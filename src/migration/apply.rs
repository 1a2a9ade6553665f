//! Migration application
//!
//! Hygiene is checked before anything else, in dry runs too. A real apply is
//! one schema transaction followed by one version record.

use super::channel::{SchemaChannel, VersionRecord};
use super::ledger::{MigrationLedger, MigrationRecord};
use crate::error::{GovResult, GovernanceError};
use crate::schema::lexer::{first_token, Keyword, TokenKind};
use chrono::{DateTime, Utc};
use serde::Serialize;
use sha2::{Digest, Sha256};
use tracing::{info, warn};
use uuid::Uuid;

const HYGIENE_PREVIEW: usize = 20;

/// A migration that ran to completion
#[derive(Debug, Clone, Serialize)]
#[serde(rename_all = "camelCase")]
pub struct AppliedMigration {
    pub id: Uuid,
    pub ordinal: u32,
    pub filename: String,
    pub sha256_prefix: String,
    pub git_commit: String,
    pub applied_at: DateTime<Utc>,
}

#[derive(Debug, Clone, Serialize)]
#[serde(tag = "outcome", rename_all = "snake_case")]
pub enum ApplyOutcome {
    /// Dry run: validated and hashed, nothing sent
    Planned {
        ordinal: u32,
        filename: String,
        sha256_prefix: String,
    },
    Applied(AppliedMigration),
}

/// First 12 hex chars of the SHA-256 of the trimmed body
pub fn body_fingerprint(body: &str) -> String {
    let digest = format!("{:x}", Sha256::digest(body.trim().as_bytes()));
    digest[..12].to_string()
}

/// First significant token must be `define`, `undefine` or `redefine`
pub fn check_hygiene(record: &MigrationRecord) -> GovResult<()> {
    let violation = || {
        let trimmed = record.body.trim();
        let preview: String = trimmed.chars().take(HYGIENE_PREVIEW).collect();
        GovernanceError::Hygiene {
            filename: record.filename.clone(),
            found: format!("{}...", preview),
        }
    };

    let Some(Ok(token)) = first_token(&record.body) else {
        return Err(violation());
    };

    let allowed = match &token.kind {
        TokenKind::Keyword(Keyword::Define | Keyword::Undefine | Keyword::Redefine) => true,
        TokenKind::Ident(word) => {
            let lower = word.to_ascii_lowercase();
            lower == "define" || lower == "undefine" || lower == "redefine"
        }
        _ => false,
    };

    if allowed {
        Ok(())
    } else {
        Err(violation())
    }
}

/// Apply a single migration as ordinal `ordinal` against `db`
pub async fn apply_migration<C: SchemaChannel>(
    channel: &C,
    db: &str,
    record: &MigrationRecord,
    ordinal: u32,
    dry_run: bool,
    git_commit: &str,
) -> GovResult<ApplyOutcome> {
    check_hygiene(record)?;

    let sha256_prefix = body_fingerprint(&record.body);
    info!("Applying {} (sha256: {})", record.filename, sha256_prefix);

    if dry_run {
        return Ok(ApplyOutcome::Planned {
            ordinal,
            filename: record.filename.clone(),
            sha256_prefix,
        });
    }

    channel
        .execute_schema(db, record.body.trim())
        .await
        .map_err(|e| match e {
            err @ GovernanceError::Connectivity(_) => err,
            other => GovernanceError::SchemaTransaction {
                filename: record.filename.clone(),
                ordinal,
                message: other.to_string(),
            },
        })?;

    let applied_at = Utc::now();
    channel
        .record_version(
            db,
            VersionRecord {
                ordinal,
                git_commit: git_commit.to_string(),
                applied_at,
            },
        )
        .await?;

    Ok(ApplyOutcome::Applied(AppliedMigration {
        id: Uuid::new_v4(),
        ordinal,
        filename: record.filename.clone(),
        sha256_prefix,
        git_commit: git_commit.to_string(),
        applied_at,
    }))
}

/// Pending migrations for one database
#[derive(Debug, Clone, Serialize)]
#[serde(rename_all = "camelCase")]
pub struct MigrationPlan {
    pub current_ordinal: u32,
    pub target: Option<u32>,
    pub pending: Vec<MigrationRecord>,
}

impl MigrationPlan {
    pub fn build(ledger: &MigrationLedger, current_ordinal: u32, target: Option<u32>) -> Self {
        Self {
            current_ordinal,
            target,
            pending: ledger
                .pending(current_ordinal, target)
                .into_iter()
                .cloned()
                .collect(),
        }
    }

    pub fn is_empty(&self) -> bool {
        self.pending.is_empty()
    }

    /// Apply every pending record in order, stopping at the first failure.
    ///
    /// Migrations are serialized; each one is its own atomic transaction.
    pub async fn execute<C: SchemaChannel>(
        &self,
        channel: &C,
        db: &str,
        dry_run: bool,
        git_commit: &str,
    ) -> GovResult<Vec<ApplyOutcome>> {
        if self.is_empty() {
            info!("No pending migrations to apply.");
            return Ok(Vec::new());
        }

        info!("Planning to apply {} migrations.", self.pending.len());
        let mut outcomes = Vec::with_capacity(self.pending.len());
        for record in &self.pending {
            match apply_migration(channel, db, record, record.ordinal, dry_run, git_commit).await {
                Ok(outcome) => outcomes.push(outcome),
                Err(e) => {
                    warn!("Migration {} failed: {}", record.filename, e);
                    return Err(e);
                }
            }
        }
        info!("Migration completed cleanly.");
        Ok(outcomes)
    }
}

==========

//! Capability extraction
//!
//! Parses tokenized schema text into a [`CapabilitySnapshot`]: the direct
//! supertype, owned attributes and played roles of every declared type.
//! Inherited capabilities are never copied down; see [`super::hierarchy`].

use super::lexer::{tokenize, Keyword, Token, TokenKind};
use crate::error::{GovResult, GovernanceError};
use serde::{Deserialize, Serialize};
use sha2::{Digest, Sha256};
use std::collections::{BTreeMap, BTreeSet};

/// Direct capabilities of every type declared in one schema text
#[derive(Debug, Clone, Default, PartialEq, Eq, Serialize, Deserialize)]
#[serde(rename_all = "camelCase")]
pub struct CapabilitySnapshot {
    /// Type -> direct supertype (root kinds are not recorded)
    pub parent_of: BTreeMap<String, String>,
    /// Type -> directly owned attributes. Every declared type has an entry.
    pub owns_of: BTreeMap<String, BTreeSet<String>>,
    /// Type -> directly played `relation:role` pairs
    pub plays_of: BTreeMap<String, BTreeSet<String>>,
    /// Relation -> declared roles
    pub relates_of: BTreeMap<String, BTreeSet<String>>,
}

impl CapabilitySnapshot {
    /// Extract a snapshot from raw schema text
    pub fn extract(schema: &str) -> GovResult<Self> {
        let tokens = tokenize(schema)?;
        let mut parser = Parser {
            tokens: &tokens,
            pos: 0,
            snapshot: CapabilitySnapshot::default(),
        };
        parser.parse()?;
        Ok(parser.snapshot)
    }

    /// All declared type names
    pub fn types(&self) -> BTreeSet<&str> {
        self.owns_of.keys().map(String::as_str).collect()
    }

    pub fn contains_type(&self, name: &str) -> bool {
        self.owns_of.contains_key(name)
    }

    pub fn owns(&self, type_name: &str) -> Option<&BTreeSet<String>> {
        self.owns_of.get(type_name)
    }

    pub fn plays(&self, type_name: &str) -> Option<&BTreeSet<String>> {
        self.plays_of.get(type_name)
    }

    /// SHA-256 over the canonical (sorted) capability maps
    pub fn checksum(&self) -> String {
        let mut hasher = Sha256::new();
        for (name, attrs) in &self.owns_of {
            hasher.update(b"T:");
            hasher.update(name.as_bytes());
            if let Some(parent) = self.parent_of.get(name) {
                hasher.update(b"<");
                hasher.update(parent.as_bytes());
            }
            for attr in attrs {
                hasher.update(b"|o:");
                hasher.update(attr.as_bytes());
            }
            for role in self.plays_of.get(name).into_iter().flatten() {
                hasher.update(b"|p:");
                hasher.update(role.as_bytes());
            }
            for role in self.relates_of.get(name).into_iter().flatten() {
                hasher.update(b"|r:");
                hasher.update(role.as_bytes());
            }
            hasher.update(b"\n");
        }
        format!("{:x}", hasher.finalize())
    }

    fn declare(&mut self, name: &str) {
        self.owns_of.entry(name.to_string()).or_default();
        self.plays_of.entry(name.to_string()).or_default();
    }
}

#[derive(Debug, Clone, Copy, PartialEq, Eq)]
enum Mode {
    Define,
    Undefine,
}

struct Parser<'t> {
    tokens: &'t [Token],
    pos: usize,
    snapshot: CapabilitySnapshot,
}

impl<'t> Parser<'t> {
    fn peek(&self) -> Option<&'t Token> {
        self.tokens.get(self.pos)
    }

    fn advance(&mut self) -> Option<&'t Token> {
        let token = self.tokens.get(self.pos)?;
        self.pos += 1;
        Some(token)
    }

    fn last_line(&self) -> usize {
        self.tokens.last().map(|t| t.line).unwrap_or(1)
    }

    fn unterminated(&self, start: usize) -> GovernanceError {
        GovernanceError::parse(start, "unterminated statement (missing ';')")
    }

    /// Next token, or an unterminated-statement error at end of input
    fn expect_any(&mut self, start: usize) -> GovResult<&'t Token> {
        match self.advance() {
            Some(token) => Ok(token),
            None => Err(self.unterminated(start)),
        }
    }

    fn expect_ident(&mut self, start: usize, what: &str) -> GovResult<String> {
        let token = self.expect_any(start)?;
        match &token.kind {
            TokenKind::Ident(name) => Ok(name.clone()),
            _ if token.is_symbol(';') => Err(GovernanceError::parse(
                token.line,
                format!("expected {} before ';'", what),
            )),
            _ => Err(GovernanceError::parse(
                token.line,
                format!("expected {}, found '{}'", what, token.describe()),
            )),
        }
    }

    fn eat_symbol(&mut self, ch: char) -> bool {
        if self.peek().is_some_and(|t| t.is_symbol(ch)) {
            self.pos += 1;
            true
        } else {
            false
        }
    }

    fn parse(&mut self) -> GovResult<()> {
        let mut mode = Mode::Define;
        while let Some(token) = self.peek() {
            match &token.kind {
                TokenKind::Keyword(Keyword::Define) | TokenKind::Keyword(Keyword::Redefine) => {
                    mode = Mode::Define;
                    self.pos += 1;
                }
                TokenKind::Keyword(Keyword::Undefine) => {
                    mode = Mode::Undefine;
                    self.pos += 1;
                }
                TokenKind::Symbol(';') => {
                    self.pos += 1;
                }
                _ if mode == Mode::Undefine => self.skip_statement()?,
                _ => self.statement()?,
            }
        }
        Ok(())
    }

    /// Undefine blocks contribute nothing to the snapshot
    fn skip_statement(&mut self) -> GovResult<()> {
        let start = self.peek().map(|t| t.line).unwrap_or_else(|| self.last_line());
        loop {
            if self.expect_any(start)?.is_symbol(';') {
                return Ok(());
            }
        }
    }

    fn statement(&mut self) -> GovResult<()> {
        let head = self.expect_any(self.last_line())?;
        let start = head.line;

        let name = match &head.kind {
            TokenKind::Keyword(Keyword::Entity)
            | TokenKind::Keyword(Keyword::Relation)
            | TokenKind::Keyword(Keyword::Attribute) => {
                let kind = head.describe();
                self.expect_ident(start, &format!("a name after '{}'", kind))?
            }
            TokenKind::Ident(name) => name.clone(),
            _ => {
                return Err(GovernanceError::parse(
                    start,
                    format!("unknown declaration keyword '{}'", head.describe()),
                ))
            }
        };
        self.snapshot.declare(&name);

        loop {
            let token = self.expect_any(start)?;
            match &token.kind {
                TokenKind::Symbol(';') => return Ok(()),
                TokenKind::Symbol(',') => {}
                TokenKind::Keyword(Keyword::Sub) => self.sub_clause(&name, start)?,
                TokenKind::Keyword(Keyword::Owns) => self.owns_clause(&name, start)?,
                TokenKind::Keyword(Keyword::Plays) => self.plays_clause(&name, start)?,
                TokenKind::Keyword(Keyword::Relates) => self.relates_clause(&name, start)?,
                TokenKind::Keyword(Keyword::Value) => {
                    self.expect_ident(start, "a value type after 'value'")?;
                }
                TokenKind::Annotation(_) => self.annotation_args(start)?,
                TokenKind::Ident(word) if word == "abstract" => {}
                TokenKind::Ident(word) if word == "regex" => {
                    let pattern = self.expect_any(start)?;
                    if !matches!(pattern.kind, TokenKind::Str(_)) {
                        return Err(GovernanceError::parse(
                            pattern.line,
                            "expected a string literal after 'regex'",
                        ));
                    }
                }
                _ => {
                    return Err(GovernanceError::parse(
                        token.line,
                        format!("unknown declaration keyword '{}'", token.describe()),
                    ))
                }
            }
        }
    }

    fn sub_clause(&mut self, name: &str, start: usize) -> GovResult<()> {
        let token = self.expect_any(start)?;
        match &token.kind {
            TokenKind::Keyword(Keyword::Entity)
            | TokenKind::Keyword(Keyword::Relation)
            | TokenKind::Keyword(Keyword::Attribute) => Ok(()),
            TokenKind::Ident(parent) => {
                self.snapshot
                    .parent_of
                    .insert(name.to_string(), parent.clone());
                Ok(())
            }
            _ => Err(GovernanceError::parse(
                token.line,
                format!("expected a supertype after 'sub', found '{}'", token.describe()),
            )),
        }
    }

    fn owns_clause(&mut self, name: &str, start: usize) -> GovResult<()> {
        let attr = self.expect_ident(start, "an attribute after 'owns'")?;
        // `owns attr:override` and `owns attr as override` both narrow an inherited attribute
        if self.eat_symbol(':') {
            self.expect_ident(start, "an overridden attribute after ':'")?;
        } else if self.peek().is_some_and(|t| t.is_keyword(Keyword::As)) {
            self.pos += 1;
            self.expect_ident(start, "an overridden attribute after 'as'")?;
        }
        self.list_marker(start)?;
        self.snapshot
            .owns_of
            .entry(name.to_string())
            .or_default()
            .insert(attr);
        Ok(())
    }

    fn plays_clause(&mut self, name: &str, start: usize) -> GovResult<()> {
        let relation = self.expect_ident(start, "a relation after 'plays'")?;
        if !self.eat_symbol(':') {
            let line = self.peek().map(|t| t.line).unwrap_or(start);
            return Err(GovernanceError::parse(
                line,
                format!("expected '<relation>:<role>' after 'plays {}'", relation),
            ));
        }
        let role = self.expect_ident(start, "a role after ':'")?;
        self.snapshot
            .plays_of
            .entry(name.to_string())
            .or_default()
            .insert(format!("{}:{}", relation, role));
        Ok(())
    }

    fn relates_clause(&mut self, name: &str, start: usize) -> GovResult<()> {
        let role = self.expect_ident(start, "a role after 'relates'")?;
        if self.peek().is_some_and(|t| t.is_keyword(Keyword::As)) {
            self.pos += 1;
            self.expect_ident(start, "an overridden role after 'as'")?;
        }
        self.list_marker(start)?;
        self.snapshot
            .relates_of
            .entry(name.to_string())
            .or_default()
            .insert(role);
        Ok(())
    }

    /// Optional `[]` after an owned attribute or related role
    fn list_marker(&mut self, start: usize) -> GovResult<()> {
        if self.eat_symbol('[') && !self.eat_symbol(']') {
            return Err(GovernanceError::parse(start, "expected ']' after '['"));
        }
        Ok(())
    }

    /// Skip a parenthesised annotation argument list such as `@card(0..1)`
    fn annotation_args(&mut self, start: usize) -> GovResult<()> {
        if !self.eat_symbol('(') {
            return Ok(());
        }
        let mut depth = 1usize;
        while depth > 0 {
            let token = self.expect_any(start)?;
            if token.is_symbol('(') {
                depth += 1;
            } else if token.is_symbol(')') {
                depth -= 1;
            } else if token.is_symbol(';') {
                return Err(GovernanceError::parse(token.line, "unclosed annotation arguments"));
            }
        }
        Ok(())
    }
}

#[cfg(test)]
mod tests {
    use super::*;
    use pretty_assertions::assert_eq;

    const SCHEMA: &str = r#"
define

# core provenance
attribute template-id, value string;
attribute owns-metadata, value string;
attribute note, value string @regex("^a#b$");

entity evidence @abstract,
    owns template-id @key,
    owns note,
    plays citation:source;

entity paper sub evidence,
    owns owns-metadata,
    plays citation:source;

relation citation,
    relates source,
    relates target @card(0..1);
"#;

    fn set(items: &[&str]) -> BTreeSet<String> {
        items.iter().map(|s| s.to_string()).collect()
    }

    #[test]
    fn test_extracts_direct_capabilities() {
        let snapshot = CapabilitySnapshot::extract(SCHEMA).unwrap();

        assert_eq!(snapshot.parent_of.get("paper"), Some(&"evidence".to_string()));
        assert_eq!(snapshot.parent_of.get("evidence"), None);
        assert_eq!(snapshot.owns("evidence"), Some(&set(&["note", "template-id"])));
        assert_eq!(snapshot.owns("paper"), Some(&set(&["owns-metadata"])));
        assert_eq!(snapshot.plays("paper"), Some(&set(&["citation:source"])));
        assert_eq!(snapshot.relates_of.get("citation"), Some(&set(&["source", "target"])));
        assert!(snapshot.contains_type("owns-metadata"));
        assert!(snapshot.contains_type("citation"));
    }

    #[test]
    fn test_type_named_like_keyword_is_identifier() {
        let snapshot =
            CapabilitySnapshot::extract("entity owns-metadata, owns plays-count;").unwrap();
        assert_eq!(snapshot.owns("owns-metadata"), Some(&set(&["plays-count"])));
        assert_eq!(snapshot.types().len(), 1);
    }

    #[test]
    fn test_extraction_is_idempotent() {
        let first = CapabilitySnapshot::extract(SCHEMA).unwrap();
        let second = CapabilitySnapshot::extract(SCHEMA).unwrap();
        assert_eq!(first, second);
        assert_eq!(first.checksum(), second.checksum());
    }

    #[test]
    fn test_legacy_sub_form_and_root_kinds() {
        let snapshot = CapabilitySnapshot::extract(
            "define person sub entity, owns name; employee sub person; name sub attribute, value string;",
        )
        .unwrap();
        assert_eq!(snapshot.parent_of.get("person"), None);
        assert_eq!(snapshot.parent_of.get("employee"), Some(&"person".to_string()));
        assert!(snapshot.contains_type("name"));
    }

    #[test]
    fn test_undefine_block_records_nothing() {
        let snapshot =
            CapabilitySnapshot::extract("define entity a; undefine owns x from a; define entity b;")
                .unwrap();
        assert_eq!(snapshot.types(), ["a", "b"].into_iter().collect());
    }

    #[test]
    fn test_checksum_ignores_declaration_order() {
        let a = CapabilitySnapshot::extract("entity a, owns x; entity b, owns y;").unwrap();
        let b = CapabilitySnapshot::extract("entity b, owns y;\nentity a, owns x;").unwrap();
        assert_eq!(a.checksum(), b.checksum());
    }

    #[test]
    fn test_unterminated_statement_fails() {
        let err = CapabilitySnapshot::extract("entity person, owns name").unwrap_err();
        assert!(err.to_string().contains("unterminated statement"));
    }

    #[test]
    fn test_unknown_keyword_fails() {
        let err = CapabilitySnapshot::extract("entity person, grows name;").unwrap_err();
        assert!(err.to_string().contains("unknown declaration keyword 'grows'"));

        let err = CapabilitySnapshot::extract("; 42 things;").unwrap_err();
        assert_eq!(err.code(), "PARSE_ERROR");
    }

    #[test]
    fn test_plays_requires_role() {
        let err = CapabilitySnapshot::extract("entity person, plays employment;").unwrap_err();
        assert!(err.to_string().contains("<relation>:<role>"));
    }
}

==========

Problem details:
Whenever "metadata" occurs in a line of the entries, copy that line.

Answer:
attribute owns-metadata, value string;
    owns owns-metadata,
        assert_eq!(snapshot.owns("paper"), Some(&set(&["owns-metadata"])));
        assert!(snapshot.contains_type("owns-metadata"));
            CapabilitySnapshot::extract("entity owns-metadata, owns plays-count;").unwrap();
        assert_eq!(snapshot.owns("owns-metadata"), Some(&set(&["plays-count"])));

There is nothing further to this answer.